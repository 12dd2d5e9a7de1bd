//! Thresholding, boolean mask combination, and mask application
//!
//! Masks from the cloud scorer, the QA decoder, and the shadow projector
//! are independent boolean rasters over the same grid; they combine freely
//! with AND/OR/NOT before being applied to a scene.

use crate::types::{BandData, MaskData, MaskError, MaskResult, Scene, ScoreData};

/// Boolean raster from a continuous score: true where `score > t`.
///
/// NaN scores never classify as true.
pub fn threshold(score: &ScoreData, t: f32) -> MaskData {
    score.mapv(|v| v > t)
}

/// Logical NOT.
pub fn negate(mask: &MaskData) -> MaskData {
    mask.mapv(|v| !v)
}

/// Elementwise logical AND; fails on grid mismatch.
pub fn and(a: &MaskData, b: &MaskData) -> MaskResult<MaskData> {
    check_shape(a, b)?;
    let mut out = a.clone();
    ndarray::Zip::from(&mut out).and(b).for_each(|o, &v| {
        *o = *o && v;
    });
    Ok(out)
}

/// Elementwise logical OR; fails on grid mismatch.
pub fn or(a: &MaskData, b: &MaskData) -> MaskResult<MaskData> {
    check_shape(a, b)?;
    let mut out = a.clone();
    ndarray::Zip::from(&mut out).and(b).for_each(|o, &v| {
        *o = *o || v;
    });
    Ok(out)
}

/// Set masked pixels of a single band to the no-data sentinel (NaN).
///
/// Unmasked pixels pass through unchanged; applying the same mask twice
/// is idempotent.
pub fn apply_mask_band(band: &BandData, mask: &MaskData) -> MaskResult<BandData> {
    check_shape_band(band, mask)?;
    let mut out = band.clone();
    ndarray::Zip::from(&mut out).and(mask).for_each(|v, &m| {
        if m {
            *v = f32::NAN;
        }
    });
    Ok(out)
}

/// Apply a mask to every reflectance band of a scene.
///
/// Returns a new scene; the input is untouched. The integer QA channel and
/// the metadata are carried through unchanged (QA has no NaN sentinel;
/// consumers exclude QA pixels through the mask itself).
pub fn apply_mask(scene: &Scene, mask: &MaskData) -> MaskResult<Scene> {
    if mask.dim() != scene.shape() {
        return Err(MaskError::ShapeMismatch {
            expected: scene.shape(),
            actual: mask.dim(),
        });
    }

    log::debug!(
        "Masking {} pixels out of scene {}",
        mask.iter().filter(|&&m| m).count(),
        scene.metadata().product_id
    );

    let mut masked = Scene::new(
        scene.shape(),
        scene.pixel_spacing(),
        scene.metadata().clone(),
    );
    for (band, data) in scene.bands() {
        masked.insert_band(band, apply_mask_band(data, mask)?)?;
    }
    if let Some(qa) = scene.qa() {
        masked.insert_qa(qa.clone())?;
    }

    Ok(masked)
}

fn check_shape(a: &MaskData, b: &MaskData) -> MaskResult<()> {
    if a.dim() != b.dim() {
        return Err(MaskError::ShapeMismatch {
            expected: a.dim(),
            actual: b.dim(),
        });
    }
    Ok(())
}

fn check_shape_band(band: &BandData, mask: &MaskData) -> MaskResult<()> {
    if band.dim() != mask.dim() {
        return Err(MaskError::ShapeMismatch {
            expected: band.dim(),
            actual: mask.dim(),
        });
    }
    Ok(())
}

#[cfg(test)]
mod tests {
    use super::*;
    use ndarray::array;

    #[test]
    fn test_threshold() {
        let score = array![[0.4_f32, 0.5, 0.6, f32::NAN]];
        let mask = threshold(&score, 0.5);
        assert!(!mask[[0, 0]]);
        assert!(!mask[[0, 1]]); // strictly greater than
        assert!(mask[[0, 2]]);
        assert!(!mask[[0, 3]]); // NaN fails the test
    }

    #[test]
    fn test_negate() {
        let mask = array![[true, false]];
        let neg = negate(&mask);
        assert!(!neg[[0, 0]]);
        assert!(neg[[0, 1]]);
    }

    #[test]
    fn test_and_or() {
        let a = array![[true, true, false, false]];
        let b = array![[true, false, true, false]];

        let both = and(&a, &b).unwrap();
        assert_eq!(both, array![[true, false, false, false]]);

        let either = or(&a, &b).unwrap();
        assert_eq!(either, array![[true, true, true, false]]);
    }

    #[test]
    fn test_combinator_shape_mismatch() {
        let a = MaskData::from_elem((2, 2), true);
        let b = MaskData::from_elem((2, 3), true);
        assert!(matches!(and(&a, &b), Err(MaskError::ShapeMismatch { .. })));
        assert!(matches!(or(&a, &b), Err(MaskError::ShapeMismatch { .. })));
    }

    #[test]
    fn test_apply_mask_band() {
        let band = array![[0.1_f32, 0.2], [0.3, 0.4]];
        let mask = array![[true, false], [false, true]];

        let masked = apply_mask_band(&band, &mask).unwrap();
        assert!(masked[[0, 0]].is_nan());
        assert_eq!(masked[[0, 1]], 0.2);
        assert_eq!(masked[[1, 0]], 0.3);
        assert!(masked[[1, 1]].is_nan());

        // Input must be untouched.
        assert_eq!(band[[0, 0]], 0.1);
    }

    #[test]
    fn test_apply_mask_band_idempotent() {
        let band = array![[0.1_f32, 0.2]];
        let mask = array![[true, false]];

        let once = apply_mask_band(&band, &mask).unwrap();
        let twice = apply_mask_band(&once, &mask).unwrap();

        assert!(twice[[0, 0]].is_nan());
        assert_eq!(twice[[0, 1]], 0.2);
    }
}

════════

Directions ▸
Your task is to give back every record exactly.

Exercise output ▸
repository 12dd2d5e9a7de1bd
//! Thresholding, boolean mask combination, and mask application
//!
//! Masks from the cloud scorer, the QA decoder, and the shadow projector
//! are independent boolean rasters over the same grid; they combine freely
//! with AND/OR/NOT before being applied to a scene.

use crate::types::{BandData, MaskData, MaskError, MaskResult, Scene, ScoreData};

/// Boolean raster from a continuous score: true where `score > t`.
///
/// NaN scores never classify as true.
pub fn threshold(score: &ScoreData, t: f32) -> MaskData {
    score.mapv(|v| v > t)
}

/// Logical NOT.
pub fn negate(mask: &MaskData) -> MaskData {
    mask.mapv(|v| !v)
}

/// Elementwise logical AND; fails on grid mismatch.
pub fn and(a: &MaskData, b: &MaskData) -> MaskResult<MaskData> {
    check_shape(a, b)?;
    let mut out = a.clone();
    ndarray::Zip::from(&mut out).and(b).for_each(|o, &v| {
        *o = *o && v;
    });
    Ok(out)
}

/// Elementwise logical OR; fails on grid mismatch.
pub fn or(a: &MaskData, b: &MaskData) -> MaskResult<MaskData> {
    check_shape(a, b)?;
    let mut out = a.clone();
    ndarray::Zip::from(&mut out).and(b).for_each(|o, &v| {
        *o = *o || v;
    });
    Ok(out)
}

/// Set masked pixels of a single band to the no-data sentinel (NaN).
///
/// Unmasked pixels pass through unchanged; applying the same mask twice
/// is idempotent.
pub fn apply_mask_band(band: &BandData, mask: &MaskData) -> MaskResult<BandData> {
    check_shape_band(band, mask)?;
    let mut out = band.clone();
    ndarray::Zip::from(&mut out).and(mask).for_each(|v, &m| {
        if m {
            *v = f32::NAN;
        }
    });
    Ok(out)
}

/// Apply a mask to every reflectance band of a scene.
///
/// Returns a new scene; the input is untouched. The integer QA channel and
/// the metadata are carried through unchanged (QA has no NaN sentinel;
/// consumers exclude QA pixels through the mask itself).
pub fn apply_mask(scene: &Scene, mask: &MaskData) -> MaskResult<Scene> {
    if mask.dim() != scene.shape() {
        return Err(MaskError::ShapeMismatch {
            expected: scene.shape(),
            actual: mask.dim(),
        });
    }

    log::debug!(
        "Masking {} pixels out of scene {}",
        mask.iter().filter(|&&m| m).count(),
        scene.metadata().product_id
    );

    let mut masked = Scene::new(
        scene.shape(),
        scene.pixel_spacing(),
        scene.metadata().clone(),
    );
    for (band, data) in scene.bands() {
        masked.insert_band(band, apply_mask_band(data, mask)?)?;
    }
    if let Some(qa) = scene.qa() {
        masked.insert_qa(qa.clone())?;
    }

    Ok(masked)
}

fn check_shape(a: &MaskData, b: &MaskData) -> MaskResult<()> {
    if a.dim() != b.dim() {
        return Err(MaskError::ShapeMismatch {
            expected: a.dim(),
            actual: b.dim(),
        });
    }
    Ok(())
}

fn check_shape_band(band: &BandData, mask: &MaskData) -> MaskResult<()> {
    if band.dim() != mask.dim() {
        return Err(MaskError::ShapeMismatch {
            expected: band.dim(),
            actual: mask.dim(),
        });
    }
    Ok(())
}

#[cfg(test)]
mod tests {
    use super::*;
    use ndarray::array;

    #[test]
    fn test_threshold() {
        let score = array![[0.4_f32, 0.5, 0.6, f32::NAN]];
        let mask = threshold(&score, 0.5);
        assert!(!mask[[0, 0]]);
        assert!(!mask[[0, 1]]); // strictly greater than
        assert!(mask[[0, 2]]);
        assert!(!mask[[0, 3]]); // NaN fails the test
    }

    #[test]
    fn test_negate() {
        let mask = array![[true, false]];
        let neg = negate(&mask);
        assert!(!neg[[0, 0]]);
        assert!(neg[[0, 1]]);
    }

    #[test]
    fn test_and_or() {
        let a = array![[true, true, false, false]];
        let b = array![[true, false, true, false]];

        let both = and(&a, &b).unwrap();
        assert_eq!(both, array![[true, false, false, false]]);

        let either = or(&a, &b).unwrap();
        assert_eq!(either, array![[true, true, true, false]]);
    }

    #[test]
    fn test_combinator_shape_mismatch() {
        let a = MaskData::from_elem((2, 2), true);
        let b = MaskData::from_elem((2, 3), true);
        assert!(matches!(and(&a, &b), Err(MaskError::ShapeMismatch { .. })));
        assert!(matches!(or(&a, &b), Err(MaskError::ShapeMismatch { .. })));
    }

    #[test]
    fn test_apply_mask_band() {
        let band = array![[0.1_f32, 0.2], [0.3, 0.4]];
        let mask = array![[true, false], [false, true]];

        let masked = apply_mask_band(&band, &mask).unwrap();
        assert!(masked[[0, 0]].is_nan());
        assert_eq!(masked[[0, 1]], 0.2);
        assert_eq!(masked[[1, 0]], 0.3);
        assert!(masked[[1, 1]].is_nan());

        // Input must be untouched.
        assert_eq!(band[[0, 0]], 0.1);
    }

    #[test]
    fn test_apply_mask_band_idempotent() {
        let band = array![[0.1_f32, 0.2]];
        let mask = array![[true, false]];

        let once = apply_mask_band(&band, &mask).unwrap();
        let twice = apply_mask_band(&once, &mask).unwrap();

        assert!(twice[[0, 0]].is_nan());
        assert_eq!(twice[[0, 1]], 0.2);
    }
}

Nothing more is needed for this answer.